En algún lugar, la conciencia de que esos participantes permanecen 24 hs. encerrados persiste. Sin embargo, ese factor es, en primera instancia, secundario. Y lo es porque el acople de instancias de reconocimiento –filmación, montaje, edición, galas- implica, necesariamente, una organización del tiempo que de ningún modo coincide con el hecho –obvio- de que ellos están ahí todo el día, todos los días, encerrados, durmiendo, comiendo, o hablando.
Hay que hacer el ejercicio de proyectar el modo de funcionamiento de GH si éste sólo consistiera en un programa sin ediciones ni montaje: un canal emitiendo las 24 hs. del día a 18 jóvenes viviendo en una misma casa. Imposible, desde cualquier punto de vista: el más evidente, ¿cómo se resolvería la competencia?
Claro, dicho así el tema es trivial. Sin embargo, el ejercicio pone en evidencia que GH es un complejo dispositivo que sólo funciona por el acople de instancias de reconocimiento. Entonces, una primera precisión metodológica: lo que puede considerarse como “condiciones de producción” de las lecturas hechas en reconocimiento que nosotros tomamos por corpus (la crítica televisiva hecha en medios gráficos) es el complejo conformado por instancias acopladas, necesariamente acopladas, sin las cuáles no habría programa: en primer lugar, la filmación tiempo total de lo que pasa en la casa; en segundo lugar: el seguimiento sistemático por parte de un grupo de editores que son los que elaboran una primera narración; finalmente, los debates diarios y las galas semanales.
Como ya debe entenderse, no se trata de una observación trivial. Sin ese necesario acople no habría historia. Y GH es una competencia que sin historias no valdría la pena ser visto. ¿Y quién podría negar que en GH hay historias?
Sin embargo, hay rastros de la incomprensión de este funcionamiento en muchas de las notas que componen nuestro corpus. Se me ocurre que esa incomprensión está asociada a la suspensión de la creencia en el relato que el programa propone: ya lo ha dicho Verón (2002): si fuera ficción, sería pésimo, no tendría audiencia.
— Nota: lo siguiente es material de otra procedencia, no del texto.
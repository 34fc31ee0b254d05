//! Session state: the transcript, the duration ledger and the bridge that
//! persists them, composed into one object.
//!
//! Every mutating call ends with a bridge sync, so the stored snapshot always
//! reflects the most recent in-memory state (best effort: failed writes are
//! logged and retried on the next change).

mod bridge;
mod ledger;
mod snapshot;
mod transcript;

pub use bridge::{PersistenceBridge, Phase, ResetTicket};
pub use ledger::DurationLedger;
pub use snapshot::Snapshot;
pub use transcript::{TranscriptStore, TurnId, TurnRequest, last_role};

use crate::backend::AssistantChunk;
use crate::config::ChatConfig;
use crate::input::{InputError, UserText};
use crate::storage::DurableStore;
use crate::types::{Message, MessageId, TransportStatus};

#[derive(Debug, Clone, PartialEq, thiserror::Error)]
pub enum SessionError {
    #[error(transparent)]
    Input(#[from] InputError),

    #[error("a response is still being generated")]
    Busy,

    #[error("the session has not been hydrated yet")]
    NotHydrated,

    #[error("no message with id {0} in the transcript")]
    UnknownMessage(MessageId),

    #[error("invalid duration: {0} ms")]
    InvalidDuration(f64),
}

/// Read-only copy of what the UI renders.
#[derive(Clone, Debug, PartialEq)]
pub struct SessionView {
    pub phase: Phase,
    pub messages: Vec<Message>,
    pub status: TransportStatus,
    pub durations: DurationLedger,
    pub last_error: Option<String>,
}

impl SessionView {
    pub fn is_loading(&self) -> bool {
        self.phase != Phase::Active
    }
}

pub struct ChatSession<S> {
    transcript: TranscriptStore,
    ledger: DurationLedger,
    bridge: PersistenceBridge<S>,
    max_message_chars: usize,
}

impl<S: DurableStore> ChatSession<S> {
    pub fn new(store: S, config: &ChatConfig) -> Self {
        Self {
            transcript: TranscriptStore::new(),
            ledger: DurationLedger::new(),
            bridge: PersistenceBridge::new(
                store,
                config.storage_key.clone(),
                config.welcome_message.clone(),
                config.reset_delay,
            ),
            max_message_chars: config.max_message_chars,
        }
    }

    pub fn phase(&self) -> Phase {
        self.bridge.phase()
    }

    pub fn messages(&self) -> &[Message] {
        self.transcript.messages()
    }

    pub fn status(&self) -> TransportStatus {
        self.transcript.status()
    }

    pub fn durations(&self) -> &DurationLedger {
        &self.ledger
    }

    pub fn last_error(&self) -> Option<&str> {
        self.transcript.last_error()
    }

    pub fn store(&self) -> &S {
        self.bridge.store()
    }

    /// Combined change counter, handy for cheap "did anything move" checks.
    pub fn revision(&self) -> (u64, u64, TransportStatus) {
        (
            self.transcript.revision(),
            self.ledger.revision(),
            self.transcript.status(),
        )
    }

    pub fn view(&self) -> SessionView {
        SessionView {
            phase: self.phase(),
            messages: self.transcript.messages().to_vec(),
            status: self.transcript.status(),
            durations: self.ledger.clone(),
            last_error: self.transcript.last_error().map(str::to_string),
        }
    }

    /// Client-ready transition: read storage, seed both structures and greet
    /// a first-time visitor. Only the first call does anything.
    pub fn hydrate(&mut self) -> bool {
        self.bridge.hydrate(&mut self.transcript, &mut self.ledger)
    }

    /// Re-run the greeting check. Does nothing unless the transcript is empty
    /// and a reset re-armed the guard.
    pub fn ensure_greeting(&mut self) -> bool {
        if self.phase() != Phase::Active {
            return false;
        }
        self.bridge.bootstrap(&mut self.transcript, &mut self.ledger)
    }

    /// Validate and append a user message, returning the backend request.
    pub fn send(&mut self, raw: &str) -> Result<TurnRequest, SessionError> {
        self.require_active()?;
        let text = UserText::parse_with_limit(raw, self.max_message_chars)?;
        let request = self.transcript.append(text)?;
        self.sync();
        Ok(request)
    }

    pub fn apply(&mut self, turn: TurnId, chunk: AssistantChunk) -> bool {
        let applied = self.transcript.apply(turn, chunk);
        if applied {
            self.sync();
        }
        applied
    }

    pub fn finish(&mut self, turn: TurnId) -> Option<MessageId> {
        let assistant = self.transcript.finish(turn);
        self.sync();
        assistant
    }

    pub fn fail(&mut self, turn: TurnId, error: impl Into<String>) -> bool {
        let failed = self.transcript.fail(turn, error);
        self.sync();
        failed
    }

    pub fn stop(&mut self) -> bool {
        let stopped = self.transcript.stop();
        if stopped {
            tracing::info!("generation stopped by user");
            self.sync();
        }
        stopped
    }

    /// Store how long a message took to generate.
    pub fn record_duration(&mut self, id: MessageId, duration_ms: f64) -> Result<(), SessionError> {
        if !self.transcript.contains(&id) {
            return Err(SessionError::UnknownMessage(id));
        }
        if !self.ledger.record(id, duration_ms) {
            return Err(SessionError::InvalidDuration(duration_ms));
        }
        self.sync();
        Ok(())
    }

    /// First half of "clear chat": stop any generation, empty everything and
    /// persist that. Redeem the ticket with [`ChatSession::finish_reset`]
    /// after its delay.
    pub fn reset(&mut self) -> Result<ResetTicket, SessionError> {
        self.require_active()?;
        self.transcript.stop();
        let ticket = self.bridge.begin_reset(&mut self.transcript, &mut self.ledger);
        tracing::info!(delay_ms = ticket.delay.as_millis() as u64, "chat cleared");
        Ok(ticket)
    }

    pub fn finish_reset(&mut self, ticket: ResetTicket) -> bool {
        self.bridge
            .finish_reset(ticket, &mut self.transcript, &mut self.ledger)
    }

    fn require_active(&self) -> Result<(), SessionError> {
        if self.phase() == Phase::Active {
            Ok(())
        } else {
            Err(SessionError::NotHydrated)
        }
    }

    fn sync(&mut self) {
        self.bridge.observe(&self.transcript, &self.ledger);
    }
}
Pero no lo es.
Lo que los efectos de reconocimiento dejan entrever es que cierta crítica –sobre todo aquella que ha reincidido en una mirada moral, pero también aquella que ha repetido sin cesar, y de manera más o menos neutra, que allí no pasa nada- no ha comprendido el funcionamiento narrativo de Gran Hermano. ¿Tendría que haberlo hecho? Desde ya que no. En todo caso, comprender ese funcionamiento es nuestra obligación desde el momento en que nos proponemos indagar en la crítica mediática de GH. Esa crítica que a fuerza –una terca fuerza- de reincidir en que eso es la nada han terminado por convertir una pregunta interesante (¿por qué la gente mira ese programa?, deudora de otra pregunta: ¿qué es este programa?) en una interrogación autista, en una pregunta retórica, por tanto, innecesaria: pregunta preñada por una respuesta que se sabe (se cree saber) de antemano.